- _WORK ITEM_
Exactly reproduce the line that contains "serde_json::from_slice(&bytes).unwrap()" and all lines after it in the entries below, through the very last line.

(Stored data)
▶

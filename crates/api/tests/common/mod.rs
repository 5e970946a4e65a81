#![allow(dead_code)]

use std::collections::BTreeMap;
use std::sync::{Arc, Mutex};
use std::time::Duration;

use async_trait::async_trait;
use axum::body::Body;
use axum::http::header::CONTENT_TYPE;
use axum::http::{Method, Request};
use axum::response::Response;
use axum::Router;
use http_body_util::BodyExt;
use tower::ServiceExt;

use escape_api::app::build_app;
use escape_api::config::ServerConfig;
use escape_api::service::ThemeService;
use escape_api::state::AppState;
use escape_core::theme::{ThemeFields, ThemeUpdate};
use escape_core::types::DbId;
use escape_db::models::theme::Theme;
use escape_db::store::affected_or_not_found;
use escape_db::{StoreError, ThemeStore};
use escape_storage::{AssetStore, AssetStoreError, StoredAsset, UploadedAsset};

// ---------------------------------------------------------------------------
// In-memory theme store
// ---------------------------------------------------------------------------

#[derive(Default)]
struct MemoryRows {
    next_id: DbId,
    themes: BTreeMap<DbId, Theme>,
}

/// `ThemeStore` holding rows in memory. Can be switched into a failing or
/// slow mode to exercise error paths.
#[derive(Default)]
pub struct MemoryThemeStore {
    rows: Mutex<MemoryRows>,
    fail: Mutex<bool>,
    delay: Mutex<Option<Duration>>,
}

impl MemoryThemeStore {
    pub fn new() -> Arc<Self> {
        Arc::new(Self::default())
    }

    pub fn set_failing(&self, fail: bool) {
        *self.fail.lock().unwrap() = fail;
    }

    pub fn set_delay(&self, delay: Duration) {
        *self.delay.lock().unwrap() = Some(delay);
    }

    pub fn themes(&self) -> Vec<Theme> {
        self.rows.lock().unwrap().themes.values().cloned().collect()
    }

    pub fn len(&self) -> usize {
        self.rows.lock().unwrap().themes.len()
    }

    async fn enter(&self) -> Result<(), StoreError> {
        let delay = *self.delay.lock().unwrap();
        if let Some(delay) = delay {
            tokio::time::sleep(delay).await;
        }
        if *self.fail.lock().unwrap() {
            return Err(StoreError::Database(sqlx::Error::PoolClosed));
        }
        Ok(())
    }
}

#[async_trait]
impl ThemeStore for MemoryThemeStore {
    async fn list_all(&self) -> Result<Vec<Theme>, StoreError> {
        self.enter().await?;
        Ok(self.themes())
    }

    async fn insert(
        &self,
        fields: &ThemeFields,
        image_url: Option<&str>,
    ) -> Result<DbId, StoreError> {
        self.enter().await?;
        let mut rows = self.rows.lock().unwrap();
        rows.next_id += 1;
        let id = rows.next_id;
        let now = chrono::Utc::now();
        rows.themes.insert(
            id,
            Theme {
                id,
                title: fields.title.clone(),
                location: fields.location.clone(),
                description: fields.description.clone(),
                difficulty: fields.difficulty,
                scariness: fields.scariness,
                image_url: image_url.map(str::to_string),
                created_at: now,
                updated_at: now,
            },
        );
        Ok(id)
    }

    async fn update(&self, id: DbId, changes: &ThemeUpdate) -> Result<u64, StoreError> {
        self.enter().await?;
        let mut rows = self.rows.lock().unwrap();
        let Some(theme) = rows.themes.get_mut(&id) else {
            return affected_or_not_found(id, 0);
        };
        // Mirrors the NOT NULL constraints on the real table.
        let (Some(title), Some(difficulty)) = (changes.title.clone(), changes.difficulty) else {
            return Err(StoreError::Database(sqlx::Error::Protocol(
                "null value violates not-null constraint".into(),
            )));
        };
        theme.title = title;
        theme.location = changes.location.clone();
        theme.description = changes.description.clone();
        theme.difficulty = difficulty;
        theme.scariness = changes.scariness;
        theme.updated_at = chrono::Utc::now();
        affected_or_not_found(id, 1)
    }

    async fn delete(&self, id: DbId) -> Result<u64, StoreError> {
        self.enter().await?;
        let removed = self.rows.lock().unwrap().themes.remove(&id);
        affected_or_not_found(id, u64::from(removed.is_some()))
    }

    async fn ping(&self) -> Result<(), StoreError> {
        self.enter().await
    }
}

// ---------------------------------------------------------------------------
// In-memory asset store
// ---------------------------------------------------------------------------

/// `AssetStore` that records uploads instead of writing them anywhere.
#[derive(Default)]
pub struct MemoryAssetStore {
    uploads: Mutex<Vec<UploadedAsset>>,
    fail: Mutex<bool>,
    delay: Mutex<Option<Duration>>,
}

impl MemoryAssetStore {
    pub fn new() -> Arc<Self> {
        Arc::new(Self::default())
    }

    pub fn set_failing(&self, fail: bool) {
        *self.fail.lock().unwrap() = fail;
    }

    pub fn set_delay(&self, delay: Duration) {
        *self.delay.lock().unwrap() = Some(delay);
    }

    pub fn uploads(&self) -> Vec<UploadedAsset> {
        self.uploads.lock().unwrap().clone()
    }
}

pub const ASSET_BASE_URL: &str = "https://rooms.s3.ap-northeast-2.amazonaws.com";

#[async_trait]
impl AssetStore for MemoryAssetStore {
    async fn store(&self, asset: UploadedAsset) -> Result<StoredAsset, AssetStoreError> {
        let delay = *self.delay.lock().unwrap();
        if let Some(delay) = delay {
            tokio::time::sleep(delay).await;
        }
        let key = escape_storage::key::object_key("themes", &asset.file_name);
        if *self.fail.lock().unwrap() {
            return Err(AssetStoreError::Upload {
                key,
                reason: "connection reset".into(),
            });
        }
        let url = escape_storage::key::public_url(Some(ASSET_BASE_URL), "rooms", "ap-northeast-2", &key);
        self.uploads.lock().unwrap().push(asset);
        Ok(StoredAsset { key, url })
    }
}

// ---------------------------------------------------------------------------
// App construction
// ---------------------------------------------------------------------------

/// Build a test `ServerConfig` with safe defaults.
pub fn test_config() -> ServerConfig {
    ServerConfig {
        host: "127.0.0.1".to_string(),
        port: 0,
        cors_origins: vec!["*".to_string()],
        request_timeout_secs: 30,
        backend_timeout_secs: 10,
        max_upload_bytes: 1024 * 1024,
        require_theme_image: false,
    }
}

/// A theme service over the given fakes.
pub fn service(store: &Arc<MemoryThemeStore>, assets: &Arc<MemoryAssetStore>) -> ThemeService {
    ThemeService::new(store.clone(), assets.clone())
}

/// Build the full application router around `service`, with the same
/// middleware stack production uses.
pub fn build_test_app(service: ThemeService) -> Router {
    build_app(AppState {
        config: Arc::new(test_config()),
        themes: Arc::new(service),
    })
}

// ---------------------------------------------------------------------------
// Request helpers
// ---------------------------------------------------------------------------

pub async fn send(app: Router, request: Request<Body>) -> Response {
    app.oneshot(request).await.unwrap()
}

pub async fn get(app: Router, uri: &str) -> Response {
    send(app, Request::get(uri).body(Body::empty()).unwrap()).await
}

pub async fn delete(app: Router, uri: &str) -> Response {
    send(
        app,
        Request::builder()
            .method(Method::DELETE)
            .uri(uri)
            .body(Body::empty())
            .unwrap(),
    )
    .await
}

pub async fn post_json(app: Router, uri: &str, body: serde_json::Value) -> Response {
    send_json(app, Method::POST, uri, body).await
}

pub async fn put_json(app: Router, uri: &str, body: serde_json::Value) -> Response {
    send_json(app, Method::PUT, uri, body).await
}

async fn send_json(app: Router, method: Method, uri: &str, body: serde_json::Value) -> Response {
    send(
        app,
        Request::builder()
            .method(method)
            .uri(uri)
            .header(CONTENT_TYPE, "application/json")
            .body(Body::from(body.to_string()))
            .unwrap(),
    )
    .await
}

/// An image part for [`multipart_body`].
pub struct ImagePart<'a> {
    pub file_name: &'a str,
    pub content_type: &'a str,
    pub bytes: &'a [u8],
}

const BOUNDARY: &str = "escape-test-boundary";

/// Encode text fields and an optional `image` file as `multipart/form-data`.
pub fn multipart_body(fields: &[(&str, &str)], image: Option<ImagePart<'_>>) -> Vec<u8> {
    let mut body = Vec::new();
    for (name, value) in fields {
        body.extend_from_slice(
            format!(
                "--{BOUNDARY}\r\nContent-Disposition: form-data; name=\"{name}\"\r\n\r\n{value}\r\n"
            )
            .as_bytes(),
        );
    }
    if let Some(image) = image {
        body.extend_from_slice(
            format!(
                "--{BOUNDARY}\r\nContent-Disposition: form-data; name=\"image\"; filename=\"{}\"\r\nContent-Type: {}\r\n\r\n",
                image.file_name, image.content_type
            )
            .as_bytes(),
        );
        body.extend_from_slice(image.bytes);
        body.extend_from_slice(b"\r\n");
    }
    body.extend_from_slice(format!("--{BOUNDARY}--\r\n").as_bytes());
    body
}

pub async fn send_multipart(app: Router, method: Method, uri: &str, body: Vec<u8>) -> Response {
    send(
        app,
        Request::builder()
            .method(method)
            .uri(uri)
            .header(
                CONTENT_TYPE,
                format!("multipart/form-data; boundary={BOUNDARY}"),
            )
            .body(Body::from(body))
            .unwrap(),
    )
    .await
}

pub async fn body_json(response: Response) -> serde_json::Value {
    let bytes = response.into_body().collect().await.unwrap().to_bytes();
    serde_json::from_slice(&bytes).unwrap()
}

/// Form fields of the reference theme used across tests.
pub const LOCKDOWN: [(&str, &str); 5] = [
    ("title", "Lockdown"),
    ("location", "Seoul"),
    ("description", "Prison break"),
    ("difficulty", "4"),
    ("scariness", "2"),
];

◀

- _ANSWER TO THIS TASK_
    serde_json::from_slice(&bytes).unwrap()
}

/// Form fields of the reference theme used across tests.
pub const LOCKDOWN: [(&str, &str); 5] = [
    ("title", "Lockdown"),
    ("location", "Seoul"),
    ("description", "Prison break"),
    ("difficulty", "4"),
    ("scariness", "2"),
];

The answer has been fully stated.